Guess the title pretty much sums up what mainly happened today. The entire cohort got back our mid year results today and overall, I think we didn’t do very well as a cohort. Quite a good number of us didn’t meet the promotion criteria, which if it happens for our final years, it’s gonna cost us way more than now. My class teacher Mr. Jarrett Kan told us before going to get our exam scripts that half the class did not meet the promotion criteria. I became really anxious upon hearing that, and it was a level of anxiety that I last felt when I was going to learn about my year 4 promotion results.
But I thank God I made the promotion criteria. I could have done better, should have done better. I could have gotten higher for my standard level subjects, some marks I loss were not completely out of reach. I should have done much better for my higher level subjects though. They are higher level for a reason – I’m supposed to be better at these subjects.
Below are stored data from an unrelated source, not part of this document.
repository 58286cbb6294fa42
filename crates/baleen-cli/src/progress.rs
use indicatif::{ProgressBar, ProgressStyle};

use crate::ui;

/// Terminal spinner; a no-op when progress output is disabled.
pub struct Progress {
    bar: Option<ProgressBar>,
}

impl Progress {
    #[must_use]
    pub fn spinner(message: &str) -> Self {
        if !ui::prefs().progress {
            return Self { bar: None };
        }

        let bar = ProgressBar::new_spinner();
        bar.enable_steady_tick(std::time::Duration::from_millis(100));
        bar.set_style(
            ProgressStyle::with_template("{spinner:.cyan} {msg}")
                .unwrap_or_else(|_| ProgressStyle::default_spinner()),
        );
        bar.set_message(message.to_string());
        Self { bar: Some(bar) }
    }

    pub fn set_message(&self, message: &str) {
        if let Some(bar) = &self.bar {
            bar.set_message(message.to_string());
        }
    }

    pub fn finish_clear(&self) {
        if let Some(bar) = &self.bar {
            bar.finish_and_clear();
        }
    }

    pub fn finish_err(&self, message: &str) {
        if let Some(bar) = &self.bar {
            bar.abandon_with_message(message.to_string());
        }
    }
}
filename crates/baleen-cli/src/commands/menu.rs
use anyhow::Context;
use baleen_core::errors::CoreError;
use baleen_core::menu::{self, MenuEntry};
use baleen_core::responses::{MenuListResponse, MenuParentsResponse, MenuResolveResponse};

use crate::cli::GlobalFlags;
use crate::cli::subcommands::MenuCommands;
use crate::output::{Table, output_with_tables};

/// Handle `baleen-admin menu <action>` against the built-in menu.
pub fn handle(action: &MenuCommands, flags: &GlobalFlags) -> anyhow::Result<()> {
    let tree = menu::menu_items();
    menu::validate_menu(tree).context("built-in menu is malformed")?;

    match action {
        MenuCommands::List => output_with_tables(&list(tree), flags.format, list_tables),
        MenuCommands::Parents { key } => {
            output_with_tables(&parents(tree, key)?, flags.format, parents_tables)
        }
        MenuCommands::Resolve { path } => {
            output_with_tables(&resolve(tree, path)?, flags.format, resolve_tables)
        }
    }
}

fn list(tree: &[MenuEntry]) -> MenuListResponse {
    MenuListResponse {
        items: menu::flatten(tree),
    }
}

fn parents(tree: &[MenuEntry], key: &str) -> Result<MenuParentsResponse, CoreError> {
    let entry = menu::find_menu_item(tree, key).ok_or_else(|| CoreError::NotFound {
        kind: "menu item".to_string(),
        key: key.to_string(),
    })?;

    Ok(MenuParentsResponse {
        key: entry.key.clone(),
        parents: menu::find_all_parents(tree, entry),
    })
}

fn resolve(tree: &[MenuEntry], path: &str) -> Result<MenuResolveResponse, CoreError> {
    let active = menu::resolve_active(tree, path).ok_or_else(|| CoreError::NotFound {
        kind: "route".to_string(),
        key: path.to_string(),
    })?;

    Ok(MenuResolveResponse {
        path: path.to_string(),
        active,
    })
}

fn list_tables(response: &MenuListResponse) -> Vec<Table> {
    let mut table = Table::new(["key", "label", "url", "parent"]);
    for row in &response.items {
        let label = if row.is_title {
            row.label.to_uppercase()
        } else {
            row.label.clone()
        };
        table.push_row([
            row.key.clone(),
            format!("{}{label}", "  ".repeat(row.depth)),
            row.url.clone().unwrap_or_else(|| String::from("-")),
            row.parent_key.clone().unwrap_or_else(|| String::from("-")),
        ]);
    }
    vec![table]
}

fn parents_tables(response: &MenuParentsResponse) -> Vec<Table> {
    let mut table = Table::new(["level", "key"]).with_title(response.key.clone());
    for (level, key) in response.parents.iter().enumerate() {
        table.push_row([(level + 1).to_string(), key.clone()]);
    }
    vec![table]
}

fn resolve_tables(response: &MenuResolveResponse) -> Vec<Table> {
    let active = &response.active;
    let mut table = Table::new(["key", "value"]).with_title(response.path.clone());
    table.push_row(["active", active.key.as_str()]);
    table.push_row(["url", active.url.as_str()]);
    table.push_row(["expanded".to_string(), active.expanded.join(", ")]);
    vec![table]
}
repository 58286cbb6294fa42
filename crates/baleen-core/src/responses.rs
//! CLI response types returned as JSON by `baleen-admin` commands.
//!
//! These structs define the shape of JSON output for `baleen-admin vocabulary
//! list`, `baleen-admin vocabulary show`, and the `baleen-admin menu` commands.

use schemars::JsonSchema;
use serde::{Deserialize, Serialize};

use crate::menu::{ActiveMenu, MenuRow};
use crate::vocabulary::{VocabularyOverview, VocabularyRecord, WordRow};

/// Headline statistics of one topic.
#[derive(Debug, Clone, Serialize, Deserialize, JsonSchema, PartialEq)]
pub struct TopicSummary {
    pub topic: String,
    pub total_documents: u64,
    pub total_words: u64,
    pub total_unique_words: u64,
    pub words_per_document: f64,
}

impl TopicSummary {
    #[must_use]
    pub fn from_record(topic: &str, record: &VocabularyRecord) -> Self {
        Self {
            topic: topic.to_string(),
            total_documents: record.total_documents,
            total_words: record.total_words,
            total_unique_words: record.total_unique_words,
            words_per_document: record.words_per_document,
        }
    }
}

/// Response from `baleen-admin vocabulary list`.
#[derive(Debug, Clone, Serialize, Deserialize, JsonSchema, PartialEq)]
pub struct VocabularyListResponse {
    pub overview: VocabularyOverview,
    pub topics: Vec<TopicSummary>,
}

/// Response from `baleen-admin vocabulary show`.
#[derive(Debug, Clone, Serialize, Deserialize, JsonSchema, PartialEq)]
pub struct VocabularyShowResponse {
    pub statistics: TopicSummary,
    pub most_common_words: Vec<WordRow>,
    /// Number of distinct words the backend reported before the limit applied.
    pub total_listed: usize,
}

/// Response from `baleen-admin menu list`.
#[derive(Debug, Clone, Serialize, Deserialize, JsonSchema, PartialEq, Eq)]
pub struct MenuListResponse {
    pub items: Vec<MenuRow>,
}

/// Response from `baleen-admin menu parents`.
#[derive(Debug, Clone, Serialize, Deserialize, JsonSchema, PartialEq, Eq)]
pub struct MenuParentsResponse {
    pub key: String,
    pub parents: Vec<String>,
}

/// Response from `baleen-admin menu resolve`.
#[derive(Debug, Clone, Serialize, Deserialize, JsonSchema, PartialEq, Eq)]
pub struct MenuResolveResponse {
    pub path: String,
    pub active: ActiveMenu,
}
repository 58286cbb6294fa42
use std::sync::Arc;

use anyhow::Context;
use baleen_api::ApiClient;
use baleen_config::BaleenConfig;
use baleen_store::VocabularyStore;

/// Shared application resources initialized once at startup.
pub struct AppContext {
    pub config: BaleenConfig,
    pub store: Arc<VocabularyStore<ApiClient>>,
}

impl AppContext {
    /// Build the API client from config and wrap it in a fresh store.
    pub fn init(config: BaleenConfig) -> anyhow::Result<Self> {
        let client = ApiClient::from_config(&config.api)
            .with_context(|| format!("failed to build API client for {}", config.api.endpoint))?;

        tracing::debug!(endpoint = %client.base_url(), "api client ready");

        Ok(Self {
            config,
            store: Arc::new(VocabularyStore::new(client)),
        })
    }
}
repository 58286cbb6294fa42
use std::path::Path;

use anyhow::Context;
use baleen_config::BaleenConfig;

use crate::cli::GlobalFlags;

pub fn load_config(flags: &GlobalFlags) -> anyhow::Result<BaleenConfig> {
    load_dotenv()?;

    let config = BaleenConfig::load().context("failed to load configuration")?;
    let config = apply_flag_overrides(config, flags);
    config.api.validate()?;

    tracing::debug!(endpoint = %config.api.endpoint, "configuration loaded");
    Ok(config)
}

/// Command-line flags win over every configuration layer.
fn apply_flag_overrides(mut config: BaleenConfig, flags: &GlobalFlags) -> BaleenConfig {
    if let Some(endpoint) = &flags.endpoint {
        config.api.endpoint.clone_from(endpoint);
    }
    config
}

fn load_dotenv() -> anyhow::Result<()> {
    let env_path = Path::new(".env");
    if env_path.exists() {
        dotenvy::from_path(env_path)
            .with_context(|| format!("failed to load dotenv file at {}", env_path.display()))?;
    }
    Ok(())
}
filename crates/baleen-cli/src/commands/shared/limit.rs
/// Compute effective limit with precedence: local arg -> global flag -> fallback.
#[must_use]
pub fn effective_limit(local: Option<u32>, global: Option<u32>, fallback: u32) -> u32 {
    local.or(global).unwrap_or(fallback)
}

/// Keep at most `limit` items.
pub fn apply_limit<T>(items: &mut Vec<T>, limit: u32) {
    items.truncate(usize::try_from(limit).unwrap_or(usize::MAX));
}
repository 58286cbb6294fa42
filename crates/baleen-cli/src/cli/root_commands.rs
use clap::Subcommand;

use crate::cli::subcommands::{MenuCommands, VocabularyCommands};

/// Top-level commands.
#[derive(Clone, Debug, Subcommand)]
pub enum Commands {
    /// Vocabulary statistics fetched from the Baleen backend
    Vocabulary {
        #[command(subcommand)]
        action: VocabularyCommands,
    },
    /// Dashboard navigation menu
    Menu {
        #[command(subcommand)]
        action: MenuCommands,
    },
}
//! # baleen-api
//!
//! HTTP client for the Baleen backend API.
//!
//! The admin client reads a single collection from the backend:
//! - `GET /vocabularies`: vocabulary statistics keyed by topic
//!
//! Non-success responses are mapped to operator-facing messages (see
//! [`http::error_for_status`]). [`VocabularySource`] is the seam the fetch
//! store depends on, so it can be driven by something other than HTTP.

pub mod http;
pub mod vocabulary;

mod error;

pub use error::{ApiError, NOT_FOUND_MESSAGE, SERVER_PROBLEM_MESSAGE};
pub use vocabulary::VocabularySource;

use std::time::Duration;

use baleen_config::ApiConfig;
use reqwest::header::{CONTENT_TYPE, HeaderMap, HeaderValue};

use crate::http::check_response;

/// HTTP client bound to one Baleen backend.
#[derive(Debug, Clone)]
pub struct ApiClient {
    http: reqwest::Client,
    base_url: String,
}

impl ApiClient {
    /// Create a client for `endpoint` with the default timeout and user agent.
    ///
    /// # Errors
    ///
    /// Returns [`ApiError`] if the endpoint is not an http(s) URL or the
    /// underlying `reqwest::Client` fails to build.
    pub fn new(endpoint: &str) -> Result<Self, ApiError> {
        Self::from_config(&ApiConfig {
            endpoint: endpoint.to_string(),
            ..ApiConfig::default()
        })
    }

    /// Create a client from the `[api]` configuration section.
    ///
    /// # Errors
    ///
    /// Returns [`ApiError::InvalidEndpoint`] if the configuration does not
    /// validate, or [`ApiError::Http`] if the `reqwest::Client` fails to build.
    pub fn from_config(config: &ApiConfig) -> Result<Self, ApiError> {
        config
            .validate()
            .map_err(|error| ApiError::InvalidEndpoint(error.to_string()))?;

        let mut headers = HeaderMap::new();
        headers.insert(CONTENT_TYPE, HeaderValue::from_static("application/json"));

        let http = reqwest::Client::builder()
            .user_agent(config.user_agent.clone())
            .default_headers(headers)
            .timeout(Duration::from_secs(config.timeout_secs))
            .build()?;

        Ok(Self {
            http,
            base_url: config.endpoint.trim().trim_end_matches('/').to_string(),
        })
    }

    /// Base URL every request path is appended to.
    #[must_use]
    pub fn base_url(&self) -> &str {
        &self.base_url
    }

    /// Full URL for `path` with an optional `key=value&...` query string.
    #[must_use]
    pub fn url(&self, path: &str, params: &[(&str, &str)]) -> String {
        let mut url = format!("{}/{}", self.base_url, path.trim_start_matches('/'));
        if !params.is_empty() {
            let query = params
                .iter()
                .map(|(key, value)| format!("{key}={}", urlencoding::encode(value)))
                .collect::<Vec<_>>()
                .join("&");
            url.push('?');
            url.push_str(&query);
        }
        url
    }

    /// Issue a GET request and check its status.
    ///
    /// # Errors
    ///
    /// Returns [`ApiError`] if the request fails in transport or the backend
    /// answers with a non-success status.
    pub async fn get(
        &self,
        path: &str,
        params: &[(&str, &str)],
    ) -> Result<reqwest::Response, ApiError> {
        let url = self.url(path, params);
        tracing::debug!(%url, "GET");
        check_response(self.http.get(&url).send().await?).await
    }
}
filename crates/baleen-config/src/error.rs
//! Configuration error types.

use thiserror::Error;

#[derive(Debug, Error)]
pub enum ConfigError {
    /// Figment extraction or merge error.
    #[error("Configuration error: {0}")]
    Figment(#[from] figment::Error),

    /// A required configuration section is not configured.
    #[error("Configuration section '{section}' is not configured (missing required fields)")]
    NotConfigured { section: String },

    /// A configuration field has an invalid value.
    #[error("Invalid configuration value for '{field}': {reason}")]
    InvalidValue { field: String, reason: String },
}
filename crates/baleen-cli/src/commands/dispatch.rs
use crate::cli::GlobalFlags;
use crate::cli::root_commands::Commands;
use crate::commands;
use crate::context::AppContext;

/// Dispatch a parsed command to the corresponding handler module.
pub async fn dispatch(command: Commands, ctx: &AppContext, flags: &GlobalFlags) -> anyhow::Result<()> {
    match command {
        Commands::Vocabulary { action } => commands::vocabulary::handle(&action, ctx, flags).await,
        Commands::Menu { .. } => unreachable!("menu is pre-dispatched in main"),
    }
}
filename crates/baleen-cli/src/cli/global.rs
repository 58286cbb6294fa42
use clap::ValueEnum;

/// Shared output mode across all commands.
#[derive(Clone, Copy, Debug, Eq, PartialEq, ValueEnum)]
pub enum OutputFormat {
    Json,
    Table,
    Raw,
}

#[derive(Clone, Copy, Debug, Eq, PartialEq, ValueEnum)]
pub enum ColorMode {
    Auto,
    Always,
    Never,
}

/// Global flags available before or after subcommands.
#[derive(Clone, Debug)]
pub struct GlobalFlags {
    pub format: OutputFormat,
    pub limit: Option<u32>,
    pub quiet: bool,
    pub verbose: bool,
    pub endpoint: Option<String>,
    pub color: ColorMode,
}
//! Integration tests for TOML configuration loading.
//!
//! Uses `figment::Jail` for sandboxed cwd and env var manipulation.

use baleen_config::{BaleenConfig, PROJECT_CONFIG_DIR};
use figment::{
    Figment, Jail,
    providers::{Format, Serialized, Toml},
};
use pretty_assertions::assert_eq;

fn isolate_user_config(jail: &mut Jail) {
    let config_home = jail.directory().join("xdg");
    jail.set_env("XDG_CONFIG_HOME", config_home.display());
}

#[test]
fn loads_api_config_from_toml() {
    Jail::expect_with(|jail| {
        jail.create_file(
            "config.toml",
            r#"
[api]
endpoint = "https://baleen.example.com/api"
timeout_secs = 30
user_agent = "ops-console"
"#,
        )?;

        let config: BaleenConfig = Figment::from(Serialized::defaults(BaleenConfig::default()))
            .merge(Toml::file("config.toml"))
            .extract()?;

        assert_eq!(config.api.endpoint, "https://baleen.example.com/api");
        assert_eq!(config.api.timeout_secs, 30);
        assert_eq!(config.api.user_agent, "ops-console");
        assert!(config.api.validate().is_ok());
        Ok(())
    });
}

#[test]
fn partial_section_keeps_defaults() {
    Jail::expect_with(|jail| {
        jail.create_file(
            "config.toml",
            r#"
[api]
endpoint = "http://10.0.0.5:9000"
"#,
        )?;

        let config: BaleenConfig = Figment::from(Serialized::defaults(BaleenConfig::default()))
            .merge(Toml::file("config.toml"))
            .extract()?;

        assert_eq!(config.api.endpoint, "http://10.0.0.5:9000");
        assert_eq!(config.api.timeout_secs, 10);
        assert_eq!(config.general.default_limit, 20);
        Ok(())
    });
}

#[test]
fn project_config_is_picked_up() {
    Jail::expect_with(|jail| {
        isolate_user_config(jail);
        std::fs::create_dir_all(jail.directory().join(PROJECT_CONFIG_DIR))
            .expect("create project config dir");
        jail.create_file(
            format!("{PROJECT_CONFIG_DIR}/config.toml"),
            r#"
[general]
default_limit = 5
"#,
        )?;

        let config = BaleenConfig::load().expect("config loads");
        assert_eq!(config.general.default_limit, 5);
        Ok(())
    });
}

#[test]
fn user_config_is_picked_up() {
    Jail::expect_with(|jail| {
        isolate_user_config(jail);
        let user_dir = jail.directory().join("xdg").join("baleen");
        std::fs::create_dir_all(&user_dir).expect("create user config dir");
        std::fs::write(
            user_dir.join("config.toml"),
            "[api]\nendpoint = \"https://user.example.com\"\n",
        )
        .expect("write user config");

        let config = BaleenConfig::load().expect("config loads");
        assert_eq!(config.api.endpoint, "https://user.example.com");
        Ok(())
    });
}

#[test]
fn project_config_beats_user_config() {
    Jail::expect_with(|jail| {
        isolate_user_config(jail);
        let user_dir = jail.directory().join("xdg").join("baleen");
        std::fs::create_dir_all(&user_dir).expect("create user config dir");
        std::fs::write(
            user_dir.join("config.toml"),
            "[api]\nendpoint = \"https://user.example.com\"\n",
        )
        .expect("write user config");
        std::fs::create_dir_all(jail.directory().join(PROJECT_CONFIG_DIR))
            .expect("create project config dir");
        jail.create_file(
            format!("{PROJECT_CONFIG_DIR}/config.toml"),
            "[api]\nendpoint = \"https://project.example.com\"\n",
        )?;

        let config = BaleenConfig::load().expect("config loads");
        assert_eq!(config.api.endpoint, "https://project.example.com");
        Ok(())
    });
}

#[test]
fn invalid_type_is_reported() {
    Jail::expect_with(|jail| {
        isolate_user_config(jail);
        std::fs::create_dir_all(jail.directory().join(PROJECT_CONFIG_DIR))
            .expect("create project config dir");
        jail.create_file(
            format!("{PROJECT_CONFIG_DIR}/config.toml"),
            "[api]\ntimeout_secs = \"soon\"\n",
        )?;

        let err = BaleenConfig::load().unwrap_err();
        assert!(err.to_string().starts_with("Configuration error"));
        Ok(())
    });
}
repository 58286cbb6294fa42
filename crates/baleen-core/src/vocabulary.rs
//! Vocabulary statistics as served by the Baleen backend.
//!
//! The client only transports and displays these numbers. Nothing here
//! recomputes or validates what the backend reports.

use std::collections::BTreeMap;

use schemars::JsonSchema;
use serde::{Deserialize, Serialize};

/// Vocabulary statistics keyed by topic (e.g. `english`, `french`).
pub type Vocabularies = BTreeMap<String, VocabularyRecord>;

/// Snapshot of the vocabulary of one corpus/topic.
#[derive(Debug, Clone, Default, PartialEq, Serialize, Deserialize, JsonSchema)]
pub struct VocabularyRecord {
    pub total_documents: u64,
    pub total_words: u64,
    pub total_unique_words: u64,
    pub words_per_document: f64,
    #[serde(default)]
    pub most_common_words: BTreeMap<String, WordStats>,
}

/// Per-word metadata attached to an entry of `most_common_words`.
///
/// `count` and `percentage` are the fields the admin tables show. Anything
/// else the backend sends is kept in `extra` untouched.
#[derive(Debug, Clone, Default, PartialEq, Serialize, Deserialize, JsonSchema)]
pub struct WordStats {
    #[serde(default)]
    pub count: u64,
    #[serde(default, skip_serializing_if = "Option::is_none")]
    pub percentage: Option<f64>,
    #[serde(flatten)]
    pub extra: BTreeMap<String, serde_json::Value>,
}

/// One row of a most-common-words table.
#[derive(Debug, Clone, PartialEq, Serialize, Deserialize, JsonSchema)]
pub struct WordRow {
    pub word: String,
    pub count: u64,
    pub percentage: Option<f64>,
}

impl VocabularyRecord {
    /// Most common words as table rows, highest count first.
    ///
    /// Ties are broken alphabetically so the order is stable across fetches.
    #[must_use]
    pub fn word_rows(&self) -> Vec<WordRow> {
        let mut rows: Vec<WordRow> = self
            .most_common_words
            .iter()
            .map(|(word, stats)| WordRow {
                word: word.clone(),
                count: stats.count,
                percentage: stats.percentage,
            })
            .collect();
        rows.sort_by(|a, b| b.count.cmp(&a.count).then_with(|| a.word.cmp(&b.word)));
        rows
    }
}

/// Totals across every topic of a vocabulary collection.
#[derive(Debug, Clone, Default, PartialEq, Serialize, Deserialize, JsonSchema)]
pub struct VocabularyOverview {
    pub topics: usize,
    pub total_documents: u64,
    pub total_words: u64,
    pub words_per_document: f64,
}

/// Sum the per-topic statistics into a dashboard overview.
#[must_use]
#[allow(clippy::cast_precision_loss)]
pub fn summarize(vocabularies: &Vocabularies) -> VocabularyOverview {
    let total_documents = vocabularies.values().map(|v| v.total_documents).sum::<u64>();
    let total_words = vocabularies.values().map(|v| v.total_words).sum::<u64>();
    let words_per_document = if total_documents == 0 {
        0.0
    } else {
        total_words as f64 / total_documents as f64
    };

    VocabularyOverview {
        topics: vocabularies.len(),
        total_documents,
        total_words,
        words_per_document,
    }
}
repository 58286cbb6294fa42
//! General application configuration.

use serde::{Deserialize, Serialize};

/// Default number of rows for word tables.
const fn default_limit() -> u32 {
    20
}

#[derive(Debug, Clone, Deserialize, Serialize)]
pub struct GeneralConfig {
    /// Default row limit for `vocabulary show` when `--limit` is not given.
    #[serde(default = "default_limit")]
    pub default_limit: u32,
}

impl Default for GeneralConfig {
    fn default() -> Self {
        Self {
            default_limit: default_limit(),
        }
    }
}
//! Read views over [`FetchState`].
//!
//! The free functions are plain projections. [`DerivedView`] keeps the result
//! of one projection and recomputes it only after the store publishes a new
//! state.

use baleen_core::vocabulary::Vocabularies;
use tokio::sync::watch;

use crate::state::{FetchState, FetchStatus};

/// Last successfully fetched collection, if any.
#[must_use]
pub fn current_data(state: &FetchState) -> Option<&Vocabularies> {
    state.data.as_ref()
}

/// Whether a request is pending.
#[must_use]
pub const fn is_currently_loading(state: &FetchState) -> bool {
    state.is_loading
}

/// Message of the last failed request, cleared by the next success.
#[must_use]
pub fn current_error(state: &FetchState) -> Option<&str> {
    state.error.as_deref()
}

#[must_use]
pub const fn current_status(state: &FetchState) -> FetchStatus {
    state.status
}

/// Memoized projection of the store state.
pub struct DerivedView<T> {
    receiver: watch::Receiver<FetchState>,
    projection: fn(&FetchState) -> T,
    cached: T,
    evaluations: usize,
}

impl<T> DerivedView<T> {
    #[must_use]
    pub fn new(mut receiver: watch::Receiver<FetchState>, projection: fn(&FetchState) -> T) -> Self {
        let cached = projection(&receiver.borrow_and_update());
        Self {
            receiver,
            projection,
            cached,
            evaluations: 1,
        }
    }

    /// Current value, recomputed only if the store published since the last
    /// read.
    ///
    /// A value published right before the store was dropped is still picked
    /// up.
    pub fn get(&mut self) -> &T {
        if self.receiver.borrow().has_changed() {
            self.refresh();
        }
        &self.cached
    }

    /// Wait for the next publish and return the recomputed value.
    ///
    /// Returns `None` once the store has been dropped.
    pub async fn changed(&mut self) -> Option<&T> {
        self.receiver.changed().await.ok()?;
        self.refresh();
        Some(&self.cached)
    }

    /// How many times the projection has run.
    #[must_use]
    pub const fn evaluations(&self) -> usize {
        self.evaluations
    }

    fn refresh(&mut self) {
        self.cached = (self.projection)(&self.receiver.borrow_and_update());
        self.evaluations += 1;
    }
}

impl<T: std::fmt::Debug> std::fmt::Debug for DerivedView<T> {
    fn fmt(&self, f: &mut std::fmt::Formatter<'_>) -> std::fmt::Result {
        f.debug_struct("DerivedView")
            .field("cached", &self.cached)
            .field("evaluations", &self.evaluations)
            .finish_non_exhaustive()
    }
}
use async_trait::async_trait;

use crate::events::{GateEvent, Listener};

/// Emits gate events as `tracing` events; denials at WARN.
///
/// Requires the `tracing` feature to be enabled.
///
/// # Example
///
/// ```rust,ignore
/// use quizgate::register_event_listeners;
/// use quizgate::events::listeners::TracingListener;
///
/// register_event_listeners(|registry| {
///     registry.listen(TracingListener);
/// });
/// ```
pub struct TracingListener;

#[async_trait]
impl Listener for TracingListener {
    async fn handle(&self, event: &GateEvent) {
        match event {
            GateEvent::AccessDenied { reason, path, .. } => tracing::warn!(
                target: "quizgate::events",
                event_name = event.name(),
                reason = reason.as_str(),
                path = %path,
                "gate event"
            ),
            GateEvent::IssueRejected { reason, .. } => tracing::warn!(
                target: "quizgate::events",
                event_name = event.name(),
                reason = %reason,
                "gate event"
            ),
            _ => tracing::info!(
                target: "quizgate::events",
                event_name = event.name(),
                ?event,
                "gate event"
            ),
        }
    }
}
//! Event system for gate decisions.
//!
//! Events are fired for every issued, renewed and denied session and for
//! one-time token traffic. If no listeners are registered, they are silently
//! ignored.
//!
//! # Quick Start
//!
//! ```rust,ignore
//! use quizgate::register_event_listeners;
//! use quizgate::events::listeners::LoggingListener;
//!
//! fn main() {
//!     register_event_listeners(|registry| {
//!         registry.listen(LoggingListener::new());
//!     });
//! }
//! ```

mod event;
mod listener;
mod registry;

pub mod listeners;

pub use event::GateEvent;
pub use listener::Listener;
pub use registry::{EventRegistry, dispatch, register_event_listeners};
I really have to work much harder and smarter in preparation for my final years, which after taking away all the weeks that I’ll have to spend, doing assignments, Math portfolio, English IOP, Chinese IOP & IOC, Econs & Hist IAs, BIO IAS, Bio design practical… is actually quite a short period of time away. And that’s really scary.
I’m worried that I’ll stagnate and revert back to my laziness that has nearly driven my IB journey off course. It seems like God is giving me yet another chance to really do the best I can. I really want to. So, thank you God, for helping me survive mid years, and I pray that I will use this ‘another chance’ You have given me, to push myself even more, to prepare myself well for the final years, to do better.